Given Free Press’ strong opposition to DPI’s potential for invading privacy, it is curious why Free Press does not acknowledge, or object to, the Post Office routinely employing “deep package inspection” technologies.

It is also curious why Free Press has never accused (to my knowledge) the Post Office or the delivery companies of using their deep package inspection technologies to invade users’ privacy or limit free speech.
* Most people also know or assume that communications networks routinely filter and interdict spam, viruses, malware, denial of service attacks and other illegal and harmful uses of Internet networks.
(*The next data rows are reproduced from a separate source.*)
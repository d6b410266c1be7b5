pub mod builder_panel;
pub mod design_cards;
pub mod hand_preview;
pub mod header;
pub mod image_upload;
pub mod price_panel;
pub mod toast;
pub mod tryon_panel;
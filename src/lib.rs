//! Nail Studio CLI
//!
//! 共通ライブラリの試着・デザイン機能を、ファイルベースのストレージと
//! image クレートの写真処理で動かす。

pub mod cli;
pub mod config;
pub mod design_file;
pub mod detector;
pub mod error;
pub mod file_store;
pub mod logging;
pub mod photo;
pub mod tryon;
pub mod view;
//! JSONファイルによるキー/値ストレージ
//!
//! ブラウザの localStorage と同じキーで、1つのJSONオブジェクトに保存する。

use nail_studio_common::KeyValueStore;
use std::cell::RefCell;
use std::collections::BTreeMap;
use std::path::{Path, PathBuf};

pub struct FileStore {
    path: PathBuf,
    entries: RefCell<BTreeMap<String, String>>,
}

impl FileStore {
    /// ファイルを開く。存在しない・壊れている場合は空として扱う
    pub fn open(path: impl Into<PathBuf>) -> Self {
        let path = path.into();
        let entries = match std::fs::read_to_string(&path) {
            Ok(content) => serde_json::from_str(&content).unwrap_or_else(|e| {
                tracing::warn!("Ignoring corrupt storage file {}: {}", path.display(), e);
                BTreeMap::new()
            }),
            Err(e) if e.kind() == std::io::ErrorKind::NotFound => BTreeMap::new(),
            Err(e) => {
                tracing::warn!("Failed to read storage file {}: {}", path.display(), e);
                BTreeMap::new()
            }
        };

        Self {
            path,
            entries: RefCell::new(entries),
        }
    }

    pub fn path(&self) -> &Path {
        &self.path
    }

    pub fn keys(&self) -> Vec<String> {
        self.entries.borrow().keys().cloned().collect()
    }

    /// 書き込みに成功した場合のみメモリ上の内容を差し替える
    fn commit(&self, entries: BTreeMap<String, String>) -> nail_studio_common::Result<()> {
        if let Some(parent) = self.path.parent() {
            if !parent.as_os_str().is_empty() {
                std::fs::create_dir_all(parent)?;
            }
        }
        let content = serde_json::to_string_pretty(&entries)?;
        std::fs::write(&self.path, content)?;
        *self.entries.borrow_mut() = entries;
        Ok(())
    }
}

impl KeyValueStore for FileStore {
    fn get(&self, key: &str) -> Option<String> {
        self.entries.borrow().get(key).cloned()
    }

    fn set(&self, key: &str, value: &str) -> nail_studio_common::Result<()> {
        let mut entries = self.entries.borrow().clone();
        entries.insert(key.to_string(), value.to_string());
        self.commit(entries)
    }

    fn remove(&self, key: &str) -> nail_studio_common::Result<()> {
        let mut entries = self.entries.borrow().clone();
        if entries.remove(key).is_none() {
            return Ok(());
        }
        self.commit(entries)
    }
}
//! コンソール表示
//!
//! ブラウザ版のネイル要素・トーストの代わりに、配置表とメッセージを標準出力に出す。

use nail_studio_common::{NailId, PlacementSet, PlacementView};
use std::cell::RefCell;

/// 配置表の1行（表示順）
pub fn placement_rows(placements: &PlacementSet) -> Vec<String> {
    NailId::ALL
        .iter()
        .filter_map(|&id| {
            placements.get(id).map(|p| {
                format!(
                    "{:<7} left {:>6.2}%  top {:>6.2}%  {}",
                    id.as_str(),
                    p.left_percent(),
                    p.top_percent(),
                    p.css_transform()
                )
            })
        })
        .collect()
}

#[derive(Default)]
pub struct ConsoleView {
    messages: RefCell<Vec<String>>,
    quiet: bool,
}

impl ConsoleView {
    pub fn new() -> Self {
        Self::default()
    }

    /// 出力せずにメッセージだけ記録する
    pub fn quiet() -> Self {
        Self {
            messages: RefCell::new(Vec::new()),
            quiet: true,
        }
    }

    pub fn messages(&self) -> Vec<String> {
        self.messages.borrow().clone()
    }
}

impl PlacementView for ConsoleView {
    fn apply_placements(&self, placements: &PlacementSet) {
        if self.quiet {
            return;
        }
        for row in placement_rows(placements) {
            println!("  {}", row);
        }
    }

    fn notify_user(&self, message: &str) {
        self.messages.borrow_mut().push(message.to_string());
        if !self.quiet {
            println!("{}", message);
        }
    }
}

#[cfg(test)]
mod tests {
    use super::*;
    use nail_studio_common::Placement;

    #[test]
    fn test_rows_follow_display_order() {
        let set: PlacementSet = [
            (NailId::Thumb, Placement::new(70.0, 50.0, 30.0, 1.2)),
            (NailId::Pinky, Placement::new(17.0, 40.0, -14.0, 1.0)),
        ]
        .into_iter()
        .collect();

        let rows = placement_rows(&set);
        assert_eq!(rows.len(), 2);
        assert!(rows[0].starts_with("pinky"));
        assert!(rows[1].starts_with("thumb"));
        assert!(rows[1].contains("rotate(30.0deg) scale(1.20)"));
    }

    #[test]
    fn test_quiet_view_records_messages() {
        let view = ConsoleView::quiet();
        view.notify_user("hello");
        assert_eq!(view.messages(), vec!["hello".to_string()]);
    }
}
use anyhow::Context;
use clap::Parser;
use nail_studio::{cli, config, design_file, file_store, logging, tryon, view};
use nail_studio_common::{builtin_presets, quote, Wishlist};
use cli::{Cli, Commands, PlacementsAction, WishlistAction};
use config::Config;
use file_store::FileStore;

#[tokio::main]
async fn main() -> anyhow::Result<()> {
    let cli = Cli::parse();
    logging::init_logging(cli.verbose);

    let config = Config::load().context("設定ファイルを読み込めません")?;

    match cli.command {
        Commands::Align { photo, landmarks, width, height, nail_size, frame_out, output } => {
            println!("💅 nail-studio - 自動位置合わせ\n");

            let mut request = tryon::AlignRequest::new(&config, photo, landmarks);
            if let Some(w) = width {
                request.container.width = w;
            }
            if let Some(h) = height {
                request.container.height = h;
            }
            if let Some(size) = nail_size {
                request.nail = config::parse_size(&size)?;
            }
            request.frame_out = frame_out;

            let storage = FileStore::open(config.storage_file()?);
            let view = view::ConsoleView::new();
            let placements = tryon::align_photo(&config, &request, &storage, &view).await?;

            if let Some(output) = output {
                let json = serde_json::to_string_pretty(&placements)?;
                std::fs::write(&output, json)
                    .with_context(|| format!("書き込みに失敗: {}", output.display()))?;
                println!("✔ 配置を保存: {}", output.display());
            }
            println!("\n✅ {}本のネイルを配置", placements.len());
        }

        Commands::Price { design, preset, json } => {
            let design = design_file::resolve_design(design.as_deref(), preset.as_deref())?;
            let q = quote(&design);
            if json {
                println!("{}", serde_json::to_string_pretty(&q)?);
            } else {
                println!("{}", design_file::design_summary(&design));
                for line in design_file::quote_lines(&q) {
                    println!("{}", line);
                }
            }
        }

        Commands::Presets => {
            for preset in builtin_presets() {
                let design = preset.to_design();
                println!(
                    "  {:<16} {:<8} ${:<4} {}",
                    preset.name,
                    preset.vibe,
                    quote(&design).total,
                    design_file::design_summary(&design)
                );
            }
        }

        Commands::Wishlist { action } => {
            let wishlist = Wishlist::new(FileStore::open(config.storage_file()?));
            match action {
                WishlistAction::List => {
                    let entries = wishlist.load();
                    if entries.is_empty() {
                        println!("Your wishlist is empty.");
                    }
                    for line in design_file::wishlist_lines(&entries) {
                        println!("{}", line);
                    }
                }
                WishlistAction::Save { name, design, preset } => {
                    let design = design_file::resolve_design(design.as_deref(), preset.as_deref())?;
                    let entry = design_file::save_look(&wishlist, &name, &design)?;
                    println!("✔ Look saved to Wishlist: {} ({})", entry.name, entry.id);
                }
                WishlistAction::Remove { id } => {
                    if wishlist.remove(id)? {
                        println!("✔ Look removed");
                    } else {
                        println!("Look not found: {}", id);
                    }
                }
            }
        }

        Commands::Placements { action } => {
            let storage = FileStore::open(config.storage_file()?);
            match action {
                PlacementsAction::Show => {
                    let (shown, active) = tryon::show_placements(&storage);
                    if active.is_empty() {
                        println!("初期レイアウト:");
                    } else {
                        println!("保存済みの配置（{}本）:", active.len());
                    }
                    for row in view::placement_rows(&shown) {
                        println!("  {}", row);
                    }
                }
                PlacementsAction::Reset => {
                    let shown = tryon::reset_placements(&storage);
                    println!("✔ 初期レイアウトに戻しました");
                    for row in view::placement_rows(&shown) {
                        println!("  {}", row);
                    }
                }
            }
        }

        Commands::Config { show, init } => {
            if init {
                Config::default().save()?;
                println!("✔ 設定ファイルを作成: {}", Config::config_path()?.display());
            }

            if show || !init {
                println!("設定:");
                println!("  試着エリア: {}x{}px", config.container_width, config.container_height);
                println!("  ネイルサイズ: {}x{}px", config.nail_width, config.nail_height);
                println!("  位置合わせ: {}", serde_json::to_string(&config.align)?);
                println!("  保存先: {}", config.storage_file()?.display());
            }
        }
    }

    Ok(())
}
o It is curious that in discussing “deep packet inspection” Free Press almost exclusively characterized it in a negative light and ignores the postive and necessary aspects of deep packet inspection technology.
o Finally, it is curious that Free Press and others that oppose reasonable network management do not acknowlege that broadband companies (telecom, wireless and cable) companies have long been subject to strict privacy laws (sections: 222, 551 & te ECPA).

In short, an objective and straighforward analysis of DPI technology shows that it has many legitimate and important benefits. Common sense also indicates that broadband companies are no more likely to incorrectly use legitimate inspection technologies than any physical delivery service.